TASK: Make a word-for-word copy of the entries below from their first line through the line with "self.input_tokens += other.input_tokens;", and add nothing.

INFORMATION GIVEN: Begin

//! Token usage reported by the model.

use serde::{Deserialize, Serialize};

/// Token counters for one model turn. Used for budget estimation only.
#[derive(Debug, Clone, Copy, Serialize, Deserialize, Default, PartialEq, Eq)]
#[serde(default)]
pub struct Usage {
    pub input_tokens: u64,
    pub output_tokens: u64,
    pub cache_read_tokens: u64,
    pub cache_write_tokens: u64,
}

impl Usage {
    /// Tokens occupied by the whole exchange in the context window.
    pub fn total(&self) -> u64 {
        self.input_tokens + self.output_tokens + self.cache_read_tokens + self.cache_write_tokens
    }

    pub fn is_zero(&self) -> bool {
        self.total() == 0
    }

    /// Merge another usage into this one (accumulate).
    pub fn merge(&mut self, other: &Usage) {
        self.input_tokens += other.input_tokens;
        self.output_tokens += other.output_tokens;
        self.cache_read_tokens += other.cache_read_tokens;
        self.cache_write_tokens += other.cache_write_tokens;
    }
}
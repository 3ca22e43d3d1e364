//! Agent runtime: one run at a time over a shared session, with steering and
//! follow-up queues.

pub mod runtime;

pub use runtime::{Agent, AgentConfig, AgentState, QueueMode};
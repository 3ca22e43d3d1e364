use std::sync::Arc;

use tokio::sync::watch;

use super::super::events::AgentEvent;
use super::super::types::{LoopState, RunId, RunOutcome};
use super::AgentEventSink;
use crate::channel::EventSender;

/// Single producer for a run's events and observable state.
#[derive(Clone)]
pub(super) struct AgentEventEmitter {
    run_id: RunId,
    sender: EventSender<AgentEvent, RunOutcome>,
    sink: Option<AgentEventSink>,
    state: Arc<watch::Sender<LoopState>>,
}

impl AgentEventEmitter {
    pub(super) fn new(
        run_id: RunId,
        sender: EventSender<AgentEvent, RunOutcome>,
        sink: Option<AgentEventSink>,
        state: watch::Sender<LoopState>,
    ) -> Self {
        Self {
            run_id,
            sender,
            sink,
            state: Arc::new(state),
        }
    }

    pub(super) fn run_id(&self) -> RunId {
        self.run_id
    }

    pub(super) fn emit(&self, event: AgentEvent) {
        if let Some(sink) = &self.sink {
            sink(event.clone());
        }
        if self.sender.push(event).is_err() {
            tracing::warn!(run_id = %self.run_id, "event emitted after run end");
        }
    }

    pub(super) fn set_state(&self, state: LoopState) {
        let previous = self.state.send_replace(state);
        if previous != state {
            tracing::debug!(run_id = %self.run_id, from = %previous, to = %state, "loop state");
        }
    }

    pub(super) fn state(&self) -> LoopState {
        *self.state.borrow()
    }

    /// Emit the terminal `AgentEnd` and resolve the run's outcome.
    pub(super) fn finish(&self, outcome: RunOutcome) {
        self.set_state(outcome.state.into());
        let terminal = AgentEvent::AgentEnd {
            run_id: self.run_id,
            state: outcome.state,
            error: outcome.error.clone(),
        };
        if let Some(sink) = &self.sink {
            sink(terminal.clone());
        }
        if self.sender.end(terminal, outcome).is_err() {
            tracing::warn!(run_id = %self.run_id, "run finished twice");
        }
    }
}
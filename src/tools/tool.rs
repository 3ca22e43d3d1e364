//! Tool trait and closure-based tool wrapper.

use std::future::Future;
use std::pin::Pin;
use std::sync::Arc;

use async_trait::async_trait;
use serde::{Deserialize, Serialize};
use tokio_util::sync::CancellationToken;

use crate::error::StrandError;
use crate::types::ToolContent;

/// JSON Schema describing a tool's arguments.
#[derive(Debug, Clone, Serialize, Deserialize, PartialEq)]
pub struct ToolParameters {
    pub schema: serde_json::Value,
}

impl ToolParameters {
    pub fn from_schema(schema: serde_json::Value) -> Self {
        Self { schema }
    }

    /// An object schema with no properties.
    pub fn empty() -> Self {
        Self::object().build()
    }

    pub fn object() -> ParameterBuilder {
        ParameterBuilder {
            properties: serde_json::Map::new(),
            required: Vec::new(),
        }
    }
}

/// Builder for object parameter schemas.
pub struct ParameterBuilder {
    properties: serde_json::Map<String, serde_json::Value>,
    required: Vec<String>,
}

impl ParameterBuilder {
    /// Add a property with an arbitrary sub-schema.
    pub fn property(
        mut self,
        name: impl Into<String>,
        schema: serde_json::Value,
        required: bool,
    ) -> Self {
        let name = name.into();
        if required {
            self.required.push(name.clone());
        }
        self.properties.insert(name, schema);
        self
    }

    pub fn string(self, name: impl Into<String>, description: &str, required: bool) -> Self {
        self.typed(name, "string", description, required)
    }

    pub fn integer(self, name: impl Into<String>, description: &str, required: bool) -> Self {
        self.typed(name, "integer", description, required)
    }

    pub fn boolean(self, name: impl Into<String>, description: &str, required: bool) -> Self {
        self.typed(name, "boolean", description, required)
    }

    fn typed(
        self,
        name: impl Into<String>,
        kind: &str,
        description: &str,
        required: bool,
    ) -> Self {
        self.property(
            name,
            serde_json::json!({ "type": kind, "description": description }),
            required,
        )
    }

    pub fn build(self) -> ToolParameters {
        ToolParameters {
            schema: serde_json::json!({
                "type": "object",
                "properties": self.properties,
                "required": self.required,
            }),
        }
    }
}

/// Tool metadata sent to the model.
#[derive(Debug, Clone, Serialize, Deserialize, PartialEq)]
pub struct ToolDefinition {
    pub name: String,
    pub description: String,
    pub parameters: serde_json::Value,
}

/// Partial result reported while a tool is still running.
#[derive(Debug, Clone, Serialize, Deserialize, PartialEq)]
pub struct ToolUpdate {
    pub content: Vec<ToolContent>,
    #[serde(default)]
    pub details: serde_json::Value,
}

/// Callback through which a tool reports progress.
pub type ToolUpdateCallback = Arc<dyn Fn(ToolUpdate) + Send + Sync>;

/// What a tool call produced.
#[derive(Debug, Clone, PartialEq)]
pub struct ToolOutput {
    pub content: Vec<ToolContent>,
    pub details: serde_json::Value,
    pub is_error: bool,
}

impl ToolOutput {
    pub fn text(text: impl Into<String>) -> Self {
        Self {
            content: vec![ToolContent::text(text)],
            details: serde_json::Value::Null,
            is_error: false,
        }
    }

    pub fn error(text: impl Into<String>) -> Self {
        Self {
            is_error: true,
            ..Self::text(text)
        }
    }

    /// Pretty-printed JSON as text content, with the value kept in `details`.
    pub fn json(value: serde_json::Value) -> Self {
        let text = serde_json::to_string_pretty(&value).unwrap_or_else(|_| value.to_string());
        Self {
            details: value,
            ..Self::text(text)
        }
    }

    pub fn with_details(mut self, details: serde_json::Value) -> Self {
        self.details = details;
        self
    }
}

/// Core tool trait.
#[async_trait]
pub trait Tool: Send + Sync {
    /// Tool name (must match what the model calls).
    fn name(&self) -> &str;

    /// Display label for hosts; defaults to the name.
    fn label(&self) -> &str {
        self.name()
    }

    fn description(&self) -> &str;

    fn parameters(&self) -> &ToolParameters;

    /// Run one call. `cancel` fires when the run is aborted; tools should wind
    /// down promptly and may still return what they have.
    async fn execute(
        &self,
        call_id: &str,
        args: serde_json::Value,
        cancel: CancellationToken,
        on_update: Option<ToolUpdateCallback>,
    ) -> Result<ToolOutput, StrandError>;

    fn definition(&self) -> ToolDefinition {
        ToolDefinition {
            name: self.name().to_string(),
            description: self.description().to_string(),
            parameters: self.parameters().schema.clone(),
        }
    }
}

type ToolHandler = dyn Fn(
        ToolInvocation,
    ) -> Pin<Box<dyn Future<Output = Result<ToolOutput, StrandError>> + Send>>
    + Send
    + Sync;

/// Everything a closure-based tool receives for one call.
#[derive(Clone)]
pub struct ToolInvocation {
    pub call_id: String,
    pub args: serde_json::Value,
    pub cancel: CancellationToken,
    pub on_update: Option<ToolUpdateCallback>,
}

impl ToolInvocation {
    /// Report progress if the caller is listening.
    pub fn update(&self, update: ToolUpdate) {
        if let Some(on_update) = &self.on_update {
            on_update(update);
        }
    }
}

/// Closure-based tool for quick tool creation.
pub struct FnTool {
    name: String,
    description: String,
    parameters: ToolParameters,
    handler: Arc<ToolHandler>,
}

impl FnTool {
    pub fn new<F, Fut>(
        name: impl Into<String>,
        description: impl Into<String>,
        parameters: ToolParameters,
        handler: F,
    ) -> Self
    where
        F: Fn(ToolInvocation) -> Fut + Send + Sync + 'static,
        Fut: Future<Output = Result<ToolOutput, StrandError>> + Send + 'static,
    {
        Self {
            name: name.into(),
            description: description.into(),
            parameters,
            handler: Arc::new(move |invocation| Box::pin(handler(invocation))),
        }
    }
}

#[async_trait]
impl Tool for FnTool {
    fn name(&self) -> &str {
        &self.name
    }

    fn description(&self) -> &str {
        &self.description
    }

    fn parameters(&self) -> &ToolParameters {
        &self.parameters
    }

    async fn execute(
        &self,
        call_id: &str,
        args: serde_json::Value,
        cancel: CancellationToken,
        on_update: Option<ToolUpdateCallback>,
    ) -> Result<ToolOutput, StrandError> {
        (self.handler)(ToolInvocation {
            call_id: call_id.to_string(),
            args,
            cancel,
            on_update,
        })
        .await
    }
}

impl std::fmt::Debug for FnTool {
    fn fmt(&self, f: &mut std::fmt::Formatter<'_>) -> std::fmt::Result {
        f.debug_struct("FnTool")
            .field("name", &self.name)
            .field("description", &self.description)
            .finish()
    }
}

INFORMATION GIVEN: End

EXERCISE RESULT:
//! Token usage reported by the model.

use serde::{Deserialize, Serialize};

/// Token counters for one model turn. Used for budget estimation only.
#[derive(Debug, Clone, Copy, Serialize, Deserialize, Default, PartialEq, Eq)]
#[serde(default)]
pub struct Usage {
    pub input_tokens: u64,
    pub output_tokens: u64,
    pub cache_read_tokens: u64,
    pub cache_write_tokens: u64,
}

impl Usage {
    /// Tokens occupied by the whole exchange in the context window.
    pub fn total(&self) -> u64 {
        self.input_tokens + self.output_tokens + self.cache_read_tokens + self.cache_write_tokens
    }

    pub fn is_zero(&self) -> bool {
        self.total() == 0
    }

    /// Merge another usage into this one (accumulate).
    pub fn merge(&mut self, other: &Usage) {
        self.input_tokens += other.input_tokens;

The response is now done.